In 2008, I was on top of my game. I was the deputy editor-in-chief of Harper’s Bazaar, the first Black person to rise so high on a venerable fashion magazine masthead. My first book, Get Yours! How to Have Everything You Ever Dreamed of and More, had come out the year before and the paperback was on its way to bookstores. My then-2-year-old son was healthy and happy. And a huge media company was recruiting me for an important new job. All was well in my world.

When I got a formal job offer from the media company, I told Harper’s Bazaar I would be leaving. Then on the day I was expecting my new employer to send me the executed employment contract, I got a call from the CEO of the company. He had just received some terrible news about his firm’s recent financial performance and decided he needed to rescind his offer.

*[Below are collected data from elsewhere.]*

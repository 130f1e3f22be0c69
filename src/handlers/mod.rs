//! Handler builders and associated traits.
//!
//! Provides a builder API for constructing handlers in a type-safe manner.
//! Each builder implements [`HandlerBuilderTrait`], validates its options,
//! resolves a Pub/Sub client when none was supplied and returns a handler
//! whose topic is known to exist.

use std::io;

use thiserror::Error;

use crate::error::{ClientError, PublishError};

mod async_builder;
mod builder_macros;
mod common;
mod pubsub_builder;

pub use async_builder::AsyncPubsubHandlerBuilder;
pub use pubsub_builder::PubsubHandlerBuilder;

/// Errors that may occur while building a handler.
#[derive(Debug, Error)]
pub enum HandlerBuildError {
    /// Invalid user supplied configuration.
    #[error("invalid handler configuration: {0}")]
    InvalidConfig(String),
    /// The configured topic does not exist.
    #[error("topic {0} does not exist")]
    TopicNotFound(String),
    /// No client was supplied and none could be created.
    #[error(transparent)]
    Client(#[from] ClientError),
    /// The existence check itself failed.
    #[error("failed to check topic {topic}: {source}")]
    TopicCheck {
        topic: String,
        #[source]
        source: PublishError,
    },
    /// A worker thread could not be spawned.
    #[error(transparent)]
    Io(#[from] io::Error),
}

/// Trait implemented by all handler builders.
pub trait HandlerBuilderTrait: Send + Sync {
    type Handler;

    /// Build the handler instance.
    fn build_inner(&self) -> Result<Self::Handler, HandlerBuildError>;
}
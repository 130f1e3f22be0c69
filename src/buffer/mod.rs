//! Pending-event buffer and the batches cut from it.
//!
//! An [`EventBuffer`] is owned by exactly one handler (synchronous variant)
//! or one worker (asynchronous variant), so none of its operations need to
//! be atomic with respect to other threads. Its length stays within the
//! flush policy's capacity, except between an append and the flush that
//! append triggers. A separate hard limit bounds memory while the backend
//! keeps failing: after a failed flush the oldest events beyond the limit
//! are discarded.

mod policy;

use std::collections::VecDeque;

use crate::formatter::SharedFormatter;
use crate::level::{Level, SharedLevel};
use crate::log_record::LogEvent;
use crate::pubsub::{PublishBody, encode};

pub use policy::FlushPolicy;

/// Default number of buffered events that triggers a flush.
pub const DEFAULT_CAPACITY: usize = 1000;
/// Default number of events retained across failed flushes.
pub const DEFAULT_BUF_HARD_LIMIT: usize = 10_000;
/// Default severity that forces an immediate flush.
pub const DEFAULT_FLUSH_LEVEL: Level = Level::Critical;

/// Static buffer settings shared by every buffer a handler creates.
#[derive(Clone, Copy, Debug, PartialEq, Eq)]
pub struct BufferConfig {
    /// Number of buffered events that triggers a flush.
    pub capacity: usize,
    /// Maximum number of events kept after a recoverable failure.
    pub hard_limit: usize,
    /// Events at or above this level flush immediately.
    pub flush_level: Level,
}

impl Default for BufferConfig {
    fn default() -> Self {
        Self {
            capacity: DEFAULT_CAPACITY,
            hard_limit: DEFAULT_BUF_HARD_LIMIT,
            flush_level: DEFAULT_FLUSH_LEVEL,
        }
    }
}

/// Ordered sequence of events awaiting publish.
#[derive(Debug)]
pub struct EventBuffer {
    events: VecDeque<LogEvent>,
    policy: FlushPolicy,
    hard_limit: usize,
}

impl EventBuffer {
    pub fn new(policy: FlushPolicy, hard_limit: usize) -> Self {
        Self {
            events: VecDeque::with_capacity(policy.capacity()),
            policy,
            hard_limit,
        }
    }

    /// Build a buffer whose flush level is read from `flush_level`.
    pub fn from_config(config: &BufferConfig, flush_level: SharedLevel) -> Self {
        Self::new(
            FlushPolicy::new(config.capacity, flush_level),
            config.hard_limit,
        )
    }

    /// Append `event` and report whether a flush is now required.
    pub fn append(&mut self, event: LogEvent) -> bool {
        let level = event.level();
        self.events.push_back(event);
        self.policy.should_flush(level, self.events.len())
    }

    /// Take every buffered event as a batch, leaving the buffer empty.
    pub fn snapshot_and_clear(&mut self) -> Batch {
        Batch {
            events: self.events.drain(..).collect(),
        }
    }

    /// Put a failed batch back in front of anything appended since it was
    /// cut, then enforce the hard limit.
    ///
    /// Returns the number of events discarded by the hard-limit cut.
    pub fn restore_on_recoverable(&mut self, batch: Batch) -> usize {
        for event in batch.events.into_iter().rev() {
            self.events.push_front(event);
        }
        self.cut_on_overflow()
    }

    /// Discard the oldest events until the buffer is within the hard limit.
    ///
    /// Only called after a failed flush. Returns the number of events
    /// discarded.
    pub fn cut_on_overflow(&mut self) -> usize {
        let excess = self.events.len().saturating_sub(self.hard_limit);
        self.events.drain(..excess);
        excess
    }

    pub fn len(&self) -> usize {
        self.events.len()
    }

    pub fn is_empty(&self) -> bool {
        self.events.is_empty()
    }

    pub fn hard_limit(&self) -> usize {
        self.hard_limit
    }

    pub fn set_hard_limit(&mut self, hard_limit: usize) {
        self.hard_limit = hard_limit;
    }

    /// Iterate over buffered events, oldest first.
    pub fn iter(&self) -> impl Iterator<Item = &LogEvent> {
        self.events.iter()
    }
}

/// Immutable snapshot of a buffer taken at flush time.
#[derive(Clone, Debug, Default, PartialEq, Eq)]
pub struct Batch {
    events: Vec<LogEvent>,
}

impl Batch {
    pub fn len(&self) -> usize {
        self.events.len()
    }

    pub fn is_empty(&self) -> bool {
        self.events.is_empty()
    }

    pub fn events(&self) -> &[LogEvent] {
        &self.events
    }

    /// Format and encode every event into one publish request body.
    pub fn to_body(&self, formatter: &SharedFormatter) -> PublishBody {
        PublishBody::from_payloads(
            self.events
                .iter()
                .map(|event| encode(&formatter.format(event))),
        )
    }
}

impl From<Vec<LogEvent>> for Batch {
    fn from(events: Vec<LogEvent>) -> Self {
        Self { events }
    }
}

I was devastated. I had already told my current employer I was leaving, and my last day was in a week. Under normal circumstances, it’s easier to get a job when you have one, but this was a recession—so I knew I was really in trouble. Companies were laying off employees, not hiring new ones. Unable to get a job and facing a new financial reality, I had to give up the place I’d secured for my son at a wonderful private preschool and sell my beloved New York City apartment. We moved to cut expenses, but it wasn’t enough, and my emergency fund was soon depleted.

And that’s when it hit …

At first, I thought I was sleeping all the time because I was just tired. But then I stopped leaving the house, had trouble getting out of bed, cried several times per day, and I couldn’t shake the terrible hopeless thoughts that flooded my mind. After a few weeks, a friend suggested I might be depressed, but I dismissed that notion. I, of all people, couldn’t possibly be depressed. I had just written an advice book on how to be fulfilled! How could I admit I didn’t have all the answers in my own life?

I stayed in that state for months, until another friend insisted I see a doctor who promptly gave me a prescription that may have saved my life. After six months of therapy and soul-searching, I felt well enough to go off the medication and began to rebuild my life. Right when my energy became more positive, fabulous opportunities began to flow my way, culminating in the exciting call I received from Johnson Publishing Company to run EBONY.

The Rev. Otis Moss III’s story (page 79) about his sister inspired me to share this difficult period in my life. In the Black community, there is a debilitating stigma attached to mental illness. So often, we brush off serious emotional trauma with a “pull-yourself-together” or “pray-it-away” attitude. But I know firsthand that depression and other mental illnesses are serious and can affect anyone at any time. If you recognize the symptoms in yourself or someone you care about, please take action immediately. Your emotional state is just as important as your physical health; there is no shame in admitting that you need some help. You are not alone.